Required action. Go through the listing below and work out how many lines hold "attempt"; reply with the figure alone.

Source material.
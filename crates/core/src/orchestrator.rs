//! One automation pipeline per page context.
//!
//! The [`Orchestrator`] owns every collaborator: the expanders, the
//! auto-webhook, one circuit breaker per stage and the state machine. It is
//! built once from a page, a store, a presenter and an
//! [`AutomationConfig`](crate::AutomationConfig), and nothing is looked up
//! globally.
//!
//! For each detected container the stages run in order, each under its
//! breaker with retries and bounded by `stage_timeout`:
//!
//! ```text
//! IDLE → EXPANDING_OVERVIEW → EXPANDING_SOURCES → SENDING_WEBHOOK → COMPLETED
//!                 ↘                  ↘                   ↘
//!                  FAILED → MANUAL_MODE (manual extraction offered)
//! ```

use std::fmt::Debug;
use std::future::Future;
use std::sync::{Arc, Mutex, Weak};

use serde::Serialize;
use serde_json::{Map, Value, json};
use tracing::{debug, error, info, warn};

use crate::auto_webhook::{AutoWebhook, DeliveryOutcome};
use crate::circuit_breaker::{BreakerMetrics, CircuitBreaker, Outcome};
use crate::config::AutomationConfig;
use crate::detection::{ContainerDetector, DetectionStatus};
use crate::expand::{ExpandOutcome, OverviewExpander, SourcesExpander};
use crate::extract::{Container, Extraction};
use crate::message::{Ack, Message};
use crate::page::Page;
use crate::presenter::{Notification, Presenter};
use crate::settings::SettingsManager;
use crate::state_machine::{AutomationAction, AutomationState, StateChange, StateMachine};
use crate::storage::KeyValueStore;
use crate::webhook::{WebhookData, WebhookManager, WebhookResult};
use crate::{OvexError, Result};

struct Breakers {
    overview: CircuitBreaker,
    sources: CircuitBreaker,
    webhook: CircuitBreaker,
}

pub struct Orchestrator {
    page: Arc<dyn Page>,
    settings: Arc<SettingsManager>,
    webhook: Arc<WebhookManager>,
    presenter: Arc<dyn Presenter>,
    config: AutomationConfig,
    machine: StateMachine,
    overview: OverviewExpander,
    sources: Arc<SourcesExpander>,
    auto_webhook: Arc<AutoWebhook>,
    breakers: Breakers,
    detector: Mutex<Option<ContainerDetector>>,
}

impl Orchestrator {
    pub fn new(
        page: Arc<dyn Page>, store: Arc<dyn KeyValueStore>, presenter: Arc<dyn Presenter>, config: AutomationConfig,
    ) -> Result<Self> {
        let settings = Arc::new(SettingsManager::new(store.clone()));
        let webhook = Arc::new(WebhookManager::new(store, config.webhook.timeout)?);

        let overview = OverviewExpander::new(page.clone(), settings.clone(), config.overview.clone());
        let sources = Arc::new(SourcesExpander::new(page.clone(), settings.clone(), config.sources.clone()));
        let auto_webhook = Arc::new(AutoWebhook::new(
            page.clone(),
            settings.clone(),
            webhook.clone(),
            presenter.clone(),
            config.webhook.clone(),
        ));

        let next = sources.clone();
        overview.on_expansion_complete(move || next.set_ready());
        let next = auto_webhook.clone();
        sources.on_expansion_complete(move || next.set_ready());

        let breakers = Breakers {
            overview: CircuitBreaker::new("AutoExpanderOverviews", config.breaker.clone()),
            sources: CircuitBreaker::new("AutoExpanderSources", config.breaker.clone()),
            webhook: CircuitBreaker::new("AutoWebhook", config.breaker.clone()),
        };

        let machine = StateMachine::new();
        machine.on_state_change(|change| {
            debug!(state = %change.state, previous = %change.previous, action = %change.action, "automation state");
        });

        Ok(Self {
            page,
            settings,
            webhook,
            presenter,
            config,
            machine,
            overview,
            sources,
            auto_webhook,
            breakers,
            detector: Mutex::new(None),
        })
    }

    pub fn settings(&self) -> &SettingsManager {
        &self.settings
    }

    pub fn webhook(&self) -> &WebhookManager {
        &self.webhook
    }

    pub fn on_state_change(&self, listener: impl Fn(&StateChange) + Send + Sync + 'static) {
        self.machine.on_state_change(listener);
    }

    fn detector(&self) -> std::sync::MutexGuard<'_, Option<ContainerDetector>> {
        self.detector.lock().unwrap_or_else(|e| e.into_inner())
    }

    /// Starts container detection and runs the pipeline on the first container found.
    pub fn start(self: &Arc<Self>) {
        let mut detector = self.detector();
        if detector.is_none() {
            let orchestrator: Weak<Self> = Arc::downgrade(self);
            *detector = Some(ContainerDetector::new(self.page.clone(), self.config.detection.clone(), move |container| {
                let orchestrator = orchestrator.clone();
                async move {
                    match orchestrator.upgrade() {
                        Some(orchestrator) => {
                            orchestrator.process_container(&container).await;
                            Ok(())
                        }
                        None => Err(OvexError::Callback("automation was shut down".to_string())),
                    }
                }
            }));
        }

        if let Some(detector) = detector.as_ref() {
            detector.start_detection();
        }
    }

    pub fn detection_status(&self) -> Option<DetectionStatus> {
        self.detector().as_ref().map(ContainerDetector::status)
    }

    /// Runs every stage for `container` and returns the state it ends in.
    pub async fn process_container(&self, container: &Container) -> AutomationState {
        let start = data(json!({ "ordinal": container.locator.ordinal }));
        if !self.machine.transition(AutomationAction::StartAutomation, start) {
            warn!(state = %self.machine.state(), "automation already ran for this page");
            return self.machine.state();
        }

        info!("automation started");
        let settings = self.settings.get_settings();

        let action = if settings.auto_expand_overviews {
            self.overview_stage().await
        } else {
            AutomationAction::OverviewSkipped
        };
        if !self.advance(action, container) {
            return self.machine.state();
        }
        self.sources.set_ready();

        let action = if settings.auto_expand_sources {
            self.sources_stage().await
        } else {
            AutomationAction::SourcesSkipped
        };
        if !self.advance(action, container) {
            return self.machine.state();
        }
        self.auto_webhook.set_ready();

        let action = if settings.auto_send_webhook && self.webhook.is_configured() {
            self.webhook_stage().await
        } else {
            AutomationAction::WebhookSkipped
        };
        self.advance(action, container);

        let state = self.machine.state();
        info!(%state, "automation finished");
        state
    }

    async fn overview_stage(&self) -> AutomationAction {
        let result = self
            .run_stage("overview", &self.breakers.overview, || self.overview.expand_ai_overview())
            .await;
        match result {
            Ok(ExpandOutcome::Expanded | ExpandOutcome::AlreadyExpanded) => AutomationAction::OverviewComplete,
            Ok(ExpandOutcome::NotFound | ExpandOutcome::Disabled) => AutomationAction::OverviewSkipped,
            Ok(ExpandOutcome::Unconfirmed) => {
                warn!(stage = "overview", "expansion not confirmed");
                AutomationAction::OverviewFailed
            }
            Err(e) => {
                error!(stage = "overview", error = %e, "stage failed");
                AutomationAction::OverviewFailed
            }
        }
    }

    async fn sources_stage(&self) -> AutomationAction {
        let result = self
            .run_stage("sources", &self.breakers.sources, || self.sources.expand_sources())
            .await;
        match result {
            Ok(ExpandOutcome::Expanded | ExpandOutcome::AlreadyExpanded) => AutomationAction::SourcesComplete,
            Ok(ExpandOutcome::Disabled) => AutomationAction::SourcesSkipped,
            Ok(outcome) => {
                warn!(stage = "sources", %outcome, "sources not expanded");
                AutomationAction::SourcesFailed
            }
            Err(e) => {
                error!(stage = "sources", error = %e, "stage failed");
                AutomationAction::SourcesFailed
            }
        }
    }

    async fn webhook_stage(&self) -> AutomationAction {
        let result = self
            .run_stage("webhook", &self.breakers.webhook, || self.auto_webhook.auto_send_webhook())
            .await;
        match result {
            Ok(DeliveryOutcome::Delivered) => AutomationAction::WebhookComplete,
            Ok(DeliveryOutcome::Disabled | DeliveryOutcome::NotConfigured) => AutomationAction::WebhookSkipped,
            Ok(DeliveryOutcome::Failed(reason)) => {
                warn!(stage = "webhook", reason = %reason, "delivery failed");
                AutomationAction::WebhookFailed
            }
            Err(e) => {
                error!(stage = "webhook", error = %e, "stage failed");
                AutomationAction::WebhookFailed
            }
        }
    }

    /// Runs one stage under its breaker, with retries, bounded by `stage_timeout`.
    async fn run_stage<T, F, Fut>(&self, stage: &'static str, breaker: &CircuitBreaker, operation: F) -> Result<T>
    where
        T: Outcome + Debug,
        F: FnMut() -> Fut,
        Fut: Future<Output = Result<T>>,
    {
        let timeout = self.config.stage_timeout;
        let attempt = breaker.execute_with_retry(stage, self.config.step_retries, operation);

        match tokio::time::timeout(timeout, attempt).await {
            Ok(result) => result,
            Err(_) => Err(OvexError::StageTimeout { stage: stage.to_string(), timeout_ms: timeout.as_millis() as u64 }),
        }
    }

    /// Applies a stage result; on failure falls back to manual mode.
    ///
    /// Returns whether the pipeline should continue.
    fn advance(&self, action: AutomationAction, container: &Container) -> bool {
        self.machine.transition(action, None);
        if self.machine.state() != AutomationState::Failed {
            return true;
        }

        warn!(%action, "automation failed, falling back to manual extraction");
        self.machine.transition(AutomationAction::FallbackToManual, None);
        self.presenter.offer_manual_extraction(container);
        false
    }

    /// Extracts the overview currently on the page.
    pub fn extract(&self) -> Result<Extraction> {
        let container = Container::capture(self.page.as_ref())?.ok_or(OvexError::ContainerNotFound)?;
        let page_url = self.page.url();
        let extraction = Extraction::from_container(&container, page_url.as_ref())?;
        info!(sources = extraction.sources.len(), "overview extracted");
        Ok(extraction)
    }

    /// Sends a manual extraction to the stored webhook and notifies the user.
    pub async fn send_extraction(&self, extraction: &Extraction) -> WebhookResult {
        if !self.webhook.is_configured() {
            let result = WebhookResult::failed(OvexError::WebhookNotConfigured.to_string());
            self.presenter.notify(&Notification::error("Please configure webhook URL in extension settings"));
            return result;
        }

        let page_url = self.page.url();
        let data = WebhookData::from_extraction(extraction.clone(), page_url.as_ref());
        let result = self.webhook.send_to_webhook(&data).await;

        let notification = if result.success {
            Notification::success("Sent to webhook successfully!")
        } else {
            Notification::error(format!("Webhook failed: {}", result.error.as_deref().unwrap_or("unknown error")))
        };
        self.presenter.notify(&notification);
        result
    }

    /// Handles a message from the settings surface. Every message reloads the settings.
    pub fn handle_message(&self, message: &Message) -> Ack {
        match message {
            Message::SettingChanged { key, value } => info!(key = %key, value = %value, "setting changed"),
            Message::SettingsReset => info!("settings reset"),
        }
        let settings = self.settings.get_settings();
        debug!(?settings, "settings reloaded");
        Ack::ok()
    }

    /// Returns to idle: state machine, breakers, readiness signals, guards and detection.
    pub fn reset(&self) {
        self.machine.reset();
        self.breakers.overview.reset();
        self.breakers.sources.reset();
        self.breakers.webhook.reset();
        self.sources.reset();
        self.auto_webhook.reset();

        if let Some(detector) = self.detector().as_ref() {
            detector.force_restart();
        }
        info!("automation reset");
    }

    pub fn breaker_metrics(&self) -> Vec<BreakerMetrics> {
        vec![self.breakers.overview.metrics(), self.breakers.sources.metrics(), self.breakers.webhook.metrics()]
    }

    pub fn state(&self) -> AutomationState {
        self.machine.state()
    }

    pub fn state_data(&self) -> Map<String, Value> {
        self.machine.state_data()
    }

    pub fn status(&self) -> AutomationStatus {
        AutomationStatus {
            state: self.state(),
            breakers: self.breaker_metrics(),
            detection: self.detection_status(),
        }
    }
}

/// Snapshot of a running orchestrator.
#[derive(Debug, Clone, Serialize)]
#[serde(rename_all = "camelCase")]
pub struct AutomationStatus {
    pub state: AutomationState,
    pub breakers: Vec<BreakerMetrics>,
    #[serde(skip_serializing_if = "Option::is_none")]
    pub detection: Option<DetectionStatus>,
}

fn data(value: Value) -> Option<Map<String, Value>> {
    match value {
        Value::Object(map) => Some(map),
        _ => None,
    }
}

Your solution. 2